The FT noted ThyssenKrupp’s outgoing chairman accused Elliott of “psycho terror”.

The French government responded to Elliott’s involvement with Pernod Ricard by calling for major French companies to “have stable and long-term shareholders who are willing to support their development and anchor them in France, so they are not subject to pressure from shareholders who want only short-term financial profitability.”

Mounting concern from investors

However perceived, an investor such as Elliott will urge changes. This sits somewhat uneasily with Travelport’s claim that “it is very much business as usual” following the takeover announcement.

The Financial Times suggested the track record of such ‘activists’ “made some companies more receptive to settling behind closed doors rather than allowing battles to spill into the public arena”.
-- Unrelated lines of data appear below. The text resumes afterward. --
//! In-memory collaborators for tests
//!
//! [`MemoryCache`], [`MockIssuer`] and [`MockPublisher`] stand in for the
//! credential store, the GitHub App exchange and the Contents API. They keep
//! call counts and recorded arguments so tests can assert on what was (and
//! was not) called.

use std::collections::{HashMap, HashSet};
use std::sync::atomic::{AtomicBool, AtomicUsize, Ordering};
use std::sync::{Arc, Mutex};
use std::time::Duration;

use async_trait::async_trait;
use tokio::time::sleep;
use zeroize::Zeroizing;

use crate::auth::issuer::{AuthResult, TokenIssuer};
use crate::credentials::CredentialCache;
use crate::error::{AuthError, CredentialError, PublishError};
use crate::notifications::{NotificationBus, NotifyOptions};
use crate::publish::{PublishResult, Publisher};
use crate::types::{AuthToken, Credential, DraftPost, PostMode};
use crate::Result;

// ============================================================================
// Credential cache
// ============================================================================

/// Credential cache held in memory
#[derive(Default)]
pub struct MemoryCache {
    slots: Mutex<HashMap<String, Zeroizing<String>>>,
    unreadable: AtomicBool,
}

impl MemoryCache {
    pub fn new() -> Self {
        Self::default()
    }

    /// Make every read fail, as a corrupt or locked store would
    pub fn set_unreadable(&self, unreadable: bool) {
        self.unreadable.store(unreadable, Ordering::SeqCst);
    }

    pub fn slot_count(&self) -> usize {
        self.slots.lock().unwrap().len()
    }
}

impl CredentialCache for MemoryCache {
    fn write_slot(&self, slot: &str, value: &str) -> Result<()> {
        self.slots
            .lock()
            .unwrap()
            .insert(slot.to_string(), Zeroizing::new(value.to_string()));
        Ok(())
    }

    fn read_slot(&self, slot: &str) -> Result<Option<Zeroizing<String>>> {
        if self.unreadable.load(Ordering::SeqCst) {
            return Err(CredentialError::Io(std::io::Error::new(
                std::io::ErrorKind::Other,
                "mock cache is unreadable",
            ))
            .into());
        }
        Ok(self.slots.lock().unwrap().get(slot).cloned())
    }

    fn remove_slot(&self, slot: &str) -> Result<()> {
        self.slots.lock().unwrap().remove(slot);
        Ok(())
    }

    fn backend_name(&self) -> &str {
        "memory"
    }
}

// ============================================================================
// Token issuer
// ============================================================================

/// Issuer that accepts a fixed set of keys
///
/// Every successful call returns a distinct token (`ghs_mock_<n>`).
#[derive(Default)]
pub struct MockIssuer {
    accepted: Mutex<HashSet<String>>,
    network_down: AtomicBool,
    delay: Mutex<Duration>,
    calls: AtomicUsize,
}

impl MockIssuer {
    pub fn new() -> Self {
        Self::default()
    }

    /// Register `key` with the mock remote side
    pub fn accept(&self, key: &str) {
        self.accepted.lock().unwrap().insert(key.to_string());
    }

    pub fn revoke(&self, key: &str) {
        self.accepted.lock().unwrap().remove(key);
    }

    pub fn set_network_down(&self, down: bool) {
        self.network_down.store(down, Ordering::SeqCst);
    }

    pub fn set_delay(&self, delay: Duration) {
        *self.delay.lock().unwrap() = delay;
    }

    /// Number of `issue_token` calls so far, successful or not
    pub fn issue_count(&self) -> usize {
        self.calls.load(Ordering::SeqCst)
    }
}

#[async_trait]
impl TokenIssuer for MockIssuer {
    async fn issue_token(&self, credential: &Credential) -> AuthResult<AuthToken> {
        let n = self.calls.fetch_add(1, Ordering::SeqCst) + 1;

        let delay = *self.delay.lock().unwrap();
        if !delay.is_zero() {
            sleep(delay).await;
        }

        if self.network_down.load(Ordering::SeqCst) {
            return Err(AuthError::Network("mock network is down".to_string()));
        }
        if !self.accepted.lock().unwrap().contains(credential.expose()) {
            return Err(AuthError::InvalidCredential(
                "key is not registered for this app".to_string(),
            ));
        }

        Ok(AuthToken::new(format!("ghs_mock_{}", n)))
    }

    fn name(&self) -> &str {
        "mock"
    }
}

// ============================================================================
// Publisher
// ============================================================================

/// Configuration for mock publisher behavior
#[derive(Debug, Clone, Default)]
pub struct MockPublisherConfig {
    /// Error returned by `push`
    pub push_error: Option<PublishError>,

    /// Error returned by `delete`
    pub delete_error: Option<PublishError>,

    /// Panic inside `push` instead of returning
    pub panic_on_push: bool,

    /// Panic inside `delete` instead of returning
    pub panic_on_delete: bool,

    /// Delay before completing operations (simulates network latency)
    pub delay: Duration,

    /// Stored posts by slug, served by `load`
    pub posts: Arc<Mutex<HashMap<String, DraftPost>>>,

    /// Every draft handed to `push`, in order
    pub pushed: Arc<Mutex<Vec<DraftPost>>>,

    /// Every slug handed to `delete`, in order
    pub deleted: Arc<Mutex<Vec<String>>>,
}

/// Publisher that records its calls and honors the notification contract:
/// `push` notifies, `delete` and `load` do not
pub struct MockPublisher {
    config: MockPublisherConfig,
    notifier: NotificationBus,
}

impl MockPublisher {
    pub fn new(config: MockPublisherConfig, notifier: NotificationBus) -> Self {
        Self { config, notifier }
    }

    pub fn success(notifier: NotificationBus) -> Self {
        Self::new(MockPublisherConfig::default(), notifier)
    }

    pub fn push_failure(notifier: NotificationBus, error: PublishError) -> Self {
        Self::new(
            MockPublisherConfig {
                push_error: Some(error),
                ..Default::default()
            },
            notifier,
        )
    }

    pub fn delete_failure(notifier: NotificationBus, error: PublishError) -> Self {
        Self::new(
            MockPublisherConfig {
                delete_error: Some(error),
                ..Default::default()
            },
            notifier,
        )
    }

    pub fn panicking(notifier: NotificationBus) -> Self {
        Self::new(
            MockPublisherConfig {
                panic_on_push: true,
                panic_on_delete: true,
                ..Default::default()
            },
            notifier,
        )
    }

    pub fn with_delay(notifier: NotificationBus, delay: Duration) -> Self {
        Self::new(
            MockPublisherConfig {
                delay,
                ..Default::default()
            },
            notifier,
        )
    }

    /// Seed a stored post for `load`
    pub fn with_post(self, draft: DraftPost) -> Self {
        self.config
            .posts
            .lock()
            .unwrap()
            .insert(draft.form.slug.clone(), draft);
        self
    }

    pub fn push_count(&self) -> usize {
        self.config.pushed.lock().unwrap().len()
    }

    pub fn pushed(&self) -> Vec<DraftPost> {
        self.config.pushed.lock().unwrap().clone()
    }

    pub fn delete_count(&self) -> usize {
        self.config.deleted.lock().unwrap().len()
    }

    pub fn deleted(&self) -> Vec<String> {
        self.config.deleted.lock().unwrap().clone()
    }

    pub fn has_post(&self, slug: &str) -> bool {
        self.config.posts.lock().unwrap().contains_key(slug)
    }
}

#[async_trait]
impl Publisher for MockPublisher {
    async fn push(&self, draft: &DraftPost) -> PublishResult<()> {
        self.config.pushed.lock().unwrap().push(draft.clone());
        let id = self.notifier.loading("Publishing post…", None);

        if !self.config.delay.is_zero() {
            sleep(self.config.delay).await;
        }
        if self.config.panic_on_push {
            panic!("mock push panicked");
        }

        if let Some(error) = &self.config.push_error {
            self.notifier.error(
                "Publish failed",
                Some(NotifyOptions::new().id(id).description(error.to_string())),
            );
            return Err(error.clone());
        }

        {
            let mut posts = self.config.posts.lock().unwrap();
            if draft.mode == PostMode::Edit {
                if let Some(original) = &draft.original_slug {
                    posts.remove(original);
                }
            }
            posts.insert(draft.form.slug.clone(), draft.clone());
        }
        self.notifier
            .success("Post published", Some(NotifyOptions::new().id(id)));
        Ok(())
    }

    async fn delete(&self, slug: &str) -> PublishResult<()> {
        self.config.deleted.lock().unwrap().push(slug.to_string());

        if !self.config.delay.is_zero() {
            sleep(self.config.delay).await;
        }
        if self.config.panic_on_delete {
            panic!("mock delete panicked");
        }

        if let Some(error) = &self.config.delete_error {
            return Err(error.clone());
        }
        self.config.posts.lock().unwrap().remove(slug);
        Ok(())
    }

    async fn load(&self, slug: &str) -> PublishResult<DraftPost> {
        self.config
            .posts
            .lock()
            .unwrap()
            .get(slug)
            .cloned()
            .map(|draft| draft.editing(slug))
            .ok_or_else(|| PublishError::Remote(format!("404 Not Found: post '{}'", slug)))
    }

    fn name(&self) -> &str {
        "mock"
    }
}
This is, no doubt, what happened at Travelport leading up to December.

The head of shareholder defence at financial advisory firm Lazard, Jim Rossman, told the Financial Times: “There is no inoculation shot you can get to avoid activism if you’re a major global company.”
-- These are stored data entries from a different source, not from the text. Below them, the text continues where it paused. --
//! S1AP Error Types

use std::fmt;

use ogs_core::MapError;

/// S1AP Result type
pub type S1apResult<T> = Result<T, S1apError>;

/// S1AP Error
#[derive(Debug, Clone, PartialEq, Eq)]
pub enum S1apError {
    /// No eNB on this SCTP association
    UnknownEnb(u32),
    /// No UE context for these ids
    UnknownUe { mme_ue_s1ap_id: u32, enb_ue_s1ap_id: u32 },
    /// Procedure not allowed in the current eNB/UE state
    InvalidState(String),
    /// Invalid IE value
    InvalidIeValue { ie_name: &'static str, reason: String },
    /// Missing mandatory IE
    MissingMandatoryIe(&'static str),
    /// Protocol error
    ProtocolError(String),
    /// Context store error
    Map(MapError),
}

impl fmt::Display for S1apError {
    fn fmt(&self, f: &mut fmt::Formatter<'_>) -> fmt::Result {
        match self {
            S1apError::UnknownEnb(assoc_id) => write!(f, "Unknown eNB on assoc {assoc_id}"),
            S1apError::UnknownUe {
                mme_ue_s1ap_id,
                enb_ue_s1ap_id,
            } => write!(
                f,
                "Unknown UE MME_UE_S1AP_ID[{mme_ue_s1ap_id:#x}] ENB_UE_S1AP_ID[{enb_ue_s1ap_id:#x}]"
            ),
            S1apError::InvalidState(msg) => write!(f, "Invalid state: {msg}"),
            S1apError::InvalidIeValue { ie_name, reason } => {
                write!(f, "Invalid IE value for {ie_name}: {reason}")
            }
            S1apError::MissingMandatoryIe(ie_name) => {
                write!(f, "Missing mandatory IE: {ie_name}")
            }
            S1apError::ProtocolError(msg) => write!(f, "Protocol error: {msg}"),
            S1apError::Map(e) => write!(f, "Map error: {e}"),
        }
    }
}

impl std::error::Error for S1apError {}

impl From<MapError> for S1apError {
    fn from(e: MapError) -> Self {
        S1apError::Map(e)
    }
}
Yet Marty Lipton, an advisor at a major New York law firm, also noted: “Shareholders are increasingly concerned about the short-term goals of activist hedge funds undermining the long-term value of their investments.”

Elliott’s involvement could be interpreted as a massive vote of confidence in the GDS sector, of course – as the hedge fund betting on the company’s ability to withstand leading airlines’ attempts to reduce the GDSs’ hold on third-party distribution.

But there are risks. In December, the Financial Times noted “mounting concern from investors about the quality of loans used to finance private equity buyouts”, citing the Travelport deal as an example.

It reported: “Wall Street banks are offloading leveraged loans at discounted prices and demanding borrowers accept less advantageous terms to protect themselves from rapidly weakening demand.

“Bank of America, Deutsche Bank, Macquarie, Credit Suisse and Barclays lobbied for greater leeway when they agreed to finance the $4.4 billion takeover of Travelport.

“The terms agreed give the banks the ability to increase the interest rate on the loan and tighten covenants [binding agreements] if needed.”

The newspaper noted: “While some flexibility is standard in most deals, the amount by which banks can lift the interest rate on the yet-to-be-issued Travelport debt is greater than would have been agreed months earlier.

“There is a lot more market volatility now. A growing chorus of central bank governors, credit-rating agencies and investors have warned of the risks in the leveraged loan market.”

To summarise: the Travelport takeover involves a substantial, leveraged loan in a period of sharp financial tightening – making it somewhat reminiscent of the circumstances surrounding the Blackstone deal.

Privately, it was almost certainly not welcomed by Travelport.